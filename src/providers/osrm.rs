//! Client for the public OSRM routing service, used to obtain a
//! street-following polyline through a route's stop sequence.

use std::time::Duration;

use reqwest::Client;
use serde::Deserialize;
use thiserror::Error;

use crate::config::Config;

#[derive(Debug, Error)]
pub enum OsrmError {
    #[error("network error: {0}")]
    Network(String),
    #[error("router returned HTTP {0}")]
    Status(u16),
    #[error("parse error: {0}")]
    Parse(String),
    #[error("router found no route (code {0:?})")]
    NoRoute(String),
}

#[derive(Debug, Deserialize)]
struct OsrmResponse {
    code: String,
    #[serde(default)]
    routes: Vec<OsrmRoute>,
}

#[derive(Debug, Deserialize)]
struct OsrmRoute {
    geometry: OsrmGeometry,
}

/// GeoJSON LineString; coordinates are [lon, lat]
#[derive(Debug, Deserialize)]
struct OsrmGeometry {
    #[serde(default)]
    coordinates: Vec<[f64; 2]>,
}

pub struct OsrmClient {
    client: Client,
    base_url: String,
}

impl OsrmClient {
    pub fn new(config: &Config) -> Result<Self, OsrmError> {
        let client = Client::builder()
            .timeout(Duration::from_secs(10))
            .build()
            .map_err(|e| OsrmError::Network(format!("failed to build HTTP client: {e}")))?;

        Ok(Self {
            client,
            base_url: config.osrm_base_url.trim_end_matches('/').to_string(),
        })
    }

    /// Request a road-following polyline through the given [lat, lon]
    /// waypoints. Returns the line in [lat, lon] order.
    pub async fn route_polyline(&self, waypoints: &[[f64; 2]]) -> Result<Vec<[f64; 2]>, OsrmError> {
        if waypoints.len() < 2 {
            return Err(OsrmError::NoRoute("fewer than two waypoints".to_string()));
        }

        let coords = waypoints
            .iter()
            .map(|p| format!("{:.6},{:.6}", p[1], p[0]))
            .collect::<Vec<_>>()
            .join(";");
        let url = format!(
            "{}/route/v1/driving/{}?overview=full&geometries=geojson",
            self.base_url, coords
        );

        let response = self
            .client
            .get(&url)
            .send()
            .await
            .map_err(|e| OsrmError::Network(e.to_string()))?;

        let status = response.status();
        if !status.is_success() {
            return Err(OsrmError::Status(status.as_u16()));
        }

        let body = response
            .text()
            .await
            .map_err(|e| OsrmError::Network(e.to_string()))?;

        decode_polyline(&body)
    }
}

fn decode_polyline(body: &str) -> Result<Vec<[f64; 2]>, OsrmError> {
    let parsed: OsrmResponse =
        serde_json::from_str(body).map_err(|e| OsrmError::Parse(e.to_string()))?;

    if parsed.code != "Ok" {
        return Err(OsrmError::NoRoute(parsed.code));
    }

    let line: Vec<[f64; 2]> = parsed
        .routes
        .into_iter()
        .next()
        .map(|r| {
            r.geometry
                .coordinates
                .into_iter()
                .map(|c| [c[1], c[0]])
                .collect()
        })
        .unwrap_or_default();

    if line.len() < 2 {
        return Err(OsrmError::NoRoute("empty geometry".to_string()));
    }
    Ok(line)
}
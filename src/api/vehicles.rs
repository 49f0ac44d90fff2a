use axum::extract::{Path, Query, State};
use axum::http::StatusCode;
use axum::Json;
use serde::Deserialize;
use utoipa::IntoParams;

use super::{error, AppState, ErrorResponse};
use crate::models::VehicleState;

#[derive(Debug, Deserialize, IntoParams)]
#[into_params(parameter_in = Query)]
pub struct VehiclesQuery {
    /// Filter by route number string, e.g. "1" or "15К"
    pub route: Option<String>,
}

/// All currently tracked vehicles
#[utoipa::path(
    get,
    path = "/api/vehicles",
    params(VehiclesQuery),
    responses(
        (status = 200, description = "Current vehicle states", body = Vec<VehicleState>),
        (status = 503, description = "Neither atlas nor state initialized", body = ErrorResponse)
    ),
    tag = "vehicles"
)]
pub async fn list_vehicles(
    State(state): State<AppState>,
    Query(query): Query<VehiclesQuery>,
) -> Result<Json<Vec<VehicleState>>, (StatusCode, Json<ErrorResponse>)> {
    if !state.is_ready().await {
        return Err(error::service_unavailable());
    }

    let table = state.states.read().await;
    let mut vehicles: Vec<VehicleState> = table
        .vehicles
        .values()
        .filter(|v| query.route.as_deref().map_or(true, |r| v.route == r))
        .cloned()
        .collect();
    vehicles.sort_by(|a, b| a.id.cmp(&b.id));

    Ok(Json(vehicles))
}

/// One vehicle by device ID
#[utoipa::path(
    get,
    path = "/api/vehicles/{vehicle_id}",
    params(("vehicle_id" = String, Path, description = "Device ID")),
    responses(
        (status = 200, description = "Vehicle state", body = VehicleState),
        (status = 404, description = "Vehicle not found", body = ErrorResponse),
        (status = 503, description = "Neither atlas nor state initialized", body = ErrorResponse)
    ),
    tag = "vehicles"
)]
pub async fn get_vehicle(
    State(state): State<AppState>,
    Path(vehicle_id): Path<String>,
) -> Result<Json<VehicleState>, (StatusCode, Json<ErrorResponse>)> {
    if !state.is_ready().await {
        return Err(error::service_unavailable());
    }

    let table = state.states.read().await;
    table
        .vehicles
        .get(&vehicle_id)
        .cloned()
        .map(Json)
        .ok_or_else(|| error::not_found("vehicle"))
}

------------------------------

= WHAT IS NEEDED =
Reproduce the material precisely, including every line.

= YOUR RESPONSE =
filename src/providers/osrm.rs
//! Client for the public OSRM routing service, used to obtain a
//! street-following polyline through a route's stop sequence.

use std::time::Duration;

use reqwest::Client;
use serde::Deserialize;
use thiserror::Error;

use crate::config::Config;

#[derive(Debug, Error)]
pub enum OsrmError {
    #[error("network error: {0}")]
    Network(String),
    #[error("router returned HTTP {0}")]
    Status(u16),
    #[error("parse error: {0}")]
    Parse(String),
    #[error("router found no route (code {0:?})")]
    NoRoute(String),
}

#[derive(Debug, Deserialize)]
struct OsrmResponse {
    code: String,
    #[serde(default)]
    routes: Vec<OsrmRoute>,
}

#[derive(Debug, Deserialize)]
struct OsrmRoute {
    geometry: OsrmGeometry,
}

/// GeoJSON LineString; coordinates are [lon, lat]
#[derive(Debug, Deserialize)]
struct OsrmGeometry {
    #[serde(default)]
    coordinates: Vec<[f64; 2]>,
}

pub struct OsrmClient {
    client: Client,
    base_url: String,
}

impl OsrmClient {
    pub fn new(config: &Config) -> Result<Self, OsrmError> {
        let client = Client::builder()
            .timeout(Duration::from_secs(10))
            .build()
            .map_err(|e| OsrmError::Network(format!("failed to build HTTP client: {e}")))?;

        Ok(Self {
            client,
            base_url: config.osrm_base_url.trim_end_matches('/').to_string(),
        })
    }

    /// Request a road-following polyline through the given [lat, lon]
    /// waypoints. Returns the line in [lat, lon] order.
    pub async fn route_polyline(&self, waypoints: &[[f64; 2]]) -> Result<Vec<[f64; 2]>, OsrmError> {
        if waypoints.len() < 2 {
            return Err(OsrmError::NoRoute("fewer than two waypoints".to_string()));
        }

        let coords = waypoints
            .iter()
            .map(|p| format!("{:.6},{:.6}", p[1], p[0]))
            .collect::<Vec<_>>()
            .join(";");
        let url = format!(
            "{}/route/v1/driving/{}?overview=full&geometries=geojson",
            self.base_url, coords
        );

        let response = self
            .client
            .get(&url)
            .send()
            .await
            .map_err(|e| OsrmError::Network(e.to_string()))?;

        let status = response.status();
        if !status.is_success() {
            return Err(OsrmError::Status(status.as_u16()));
        }

        let body = response
            .text()
            .await
            .map_err(|e| OsrmError::Network(e.to_string()))?;

        decode_polyline(&body)
    }
}

fn decode_polyline(body: &str) -> Result<Vec<[f64; 2]>, OsrmError> {
    let parsed: OsrmResponse =
        serde_json::from_str(body).map_err(|e| OsrmError::Parse(e.to_string()))?;

    if parsed.code != "Ok" {
        return Err(OsrmError::NoRoute(parsed.code));
    }

    let line: Vec<[f64; 2]> = parsed
        .routes
        .into_iter()
        .next()
        .map(|r| {
            r.geometry
                .coordinates
                .into_iter()
                .map(|c| [c[1], c[0]])
                .collect()
        })
        .unwrap_or_default();

    if line.len() < 2 {
        return Err(OsrmError::NoRoute("empty geometry".to_string()));
    }
    Ok(line)
}
filename src/api/vehicles.rs
repository 49f0ac44d90fff2a
use axum::extract::{Path, Query, State};
use axum::http::StatusCode;
use axum::Json;
use serde::Deserialize;
use utoipa::IntoParams;

use super::{error, AppState, ErrorResponse};
use crate::models::VehicleState;

#[derive(Debug, Deserialize, IntoParams)]
#[into_params(parameter_in = Query)]
pub struct VehiclesQuery {
    /// Filter by route number string, e.g. "1" or "15К"
    pub route: Option<String>,
}

/// All currently tracked vehicles
#[utoipa::path(
    get,
    path = "/api/vehicles",
    params(VehiclesQuery),
    responses(
        (status = 200, description = "Current vehicle states", body = Vec<VehicleState>),
        (status = 503, description = "Neither atlas nor state initialized", body = ErrorResponse)
    ),
    tag = "vehicles"
)]
pub async fn list_vehicles(
    State(state): State<AppState>,
    Query(query): Query<VehiclesQuery>,
) -> Result<Json<Vec<VehicleState>>, (StatusCode, Json<ErrorResponse>)> {
    if !state.is_ready().await {
        return Err(error::service_unavailable());
    }

    let table = state.states.read().await;
    let mut vehicles: Vec<VehicleState> = table
        .vehicles
        .values()
        .filter(|v| query.route.as_deref().map_or(true, |r| v.route == r))
        .cloned()
        .collect();
    vehicles.sort_by(|a, b| a.id.cmp(&b.id));

    Ok(Json(vehicles))
}

/// One vehicle by device ID
#[utoipa::path(
    get,
    path = "/api/vehicles/{vehicle_id}",
    params(("vehicle_id" = String, Path, description = "Device ID")),
    responses(
        (status = 200, description = "Vehicle state", body = VehicleState),
        (status = 404, description = "Vehicle not found", body = ErrorResponse),
        (status = 503, description = "Neither atlas nor state initialized", body = ErrorResponse)
    ),
    tag = "vehicles"
)]
pub async fn get_vehicle(
    State(state): State<AppState>,
    Path(vehicle_id): Path<String>,
) -> Result<Json<VehicleState>, (StatusCode, Json<ErrorResponse>)> {
    if !state.is_ready().await {
        return Err(error::service_unavailable());
    }

    let table = state.states.read().await;
    table
        .vehicles
        .get(&vehicle_id)
        .cloned()
        .map(Json)
        .ok_or_else(|| error::not_found("vehicle"))
}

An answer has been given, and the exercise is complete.